Verenso-rapport over kleinschalige woonvormen

Verenso-rapport over kleinschalige woonvormen

Datum: 16 januari 2019

De laatste jaren zijn er steeds meer kleinschalige woonvormen ontstaan voor mensen met dementie. Op zich een goede ontwikkeling, ware het niet dat nieuwe zorgaanbieders vaak onvoldoende goede zorg waarborgen en dat de randvoorwaarden niet altijd op orde zijn. Daarom heeft Verenso een verkennend onderzoek uitgevoerd onder specialisten ouderengeneeskunde om hun ervaringen te inventariseren.

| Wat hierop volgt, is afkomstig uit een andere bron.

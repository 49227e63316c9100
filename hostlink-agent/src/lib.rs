//! # hostlink-agent: per-session agent process
//!
//! Started by the broker inside the target user session with
//! `--session-type=<desktop|file-transfer> --channel-id=<endpoint>`. It
//! connects back to the broker's endpoint and runs the desktop session
//! agent until the broker disconnects.

pub mod config;
pub mod logging;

Daaruit blijkt nadrukkelijk het belang van samenwerking tussen huisartsen en specialisten ouderengeneeskunde. 

De uitkomsten van de inventarisatie staan in het rapport ‘Rol van de specialist ouderengeneeskunde in kleinschalige woonvormen’. Daaruit blijkt helaas inderdaad dat de randvoorwaarden voor kwalitatief goede zorg en patiëntveiligheid niet in elke kleinschalige woonvorm zijn geborgd. Tevens ontbreekt vaak een adequate bestuurlijke visie en duidelijkheid ten aanzien van verantwoording. Het is van belang om al vóór opening helder te hebben wie de doelgroep is en welke zorg en (medische) behandeling daarvoor nodig is/zal worden.

Samenwerking met huisartsen
Specialisten ouderengeneeskunde hebben behoefte aan handvatten om taken en verantwoordelijkheden beter te adresseren en te organiseren. Ze zijn over het algemeen zeer tevreden over de samenwerking met de huisartsen. Zij pleiten daarom voor een blijvend samenwerkingsverband, omdat de inzet van zowel de huisarts als de specialist ouderenzorg nodig zijn om de medische zorg te waarborgen in een sterk vergrijzende samenleving.

Afspraken vooraf
Verenso beveelt de specialisten ouderengeneeskunde aan om, alvorens te gaan werken in een kleinschalige woonvorm, op bestuurlijk niveau en samen met de betrokken huisartsen afspraken te maken over de taken, verantwoordelijkheden en benodigde randvoorwaarden voor goede zorg en behandeling. Ter ondersteuning heeft Verenso een gespreksleidraad opgesteld.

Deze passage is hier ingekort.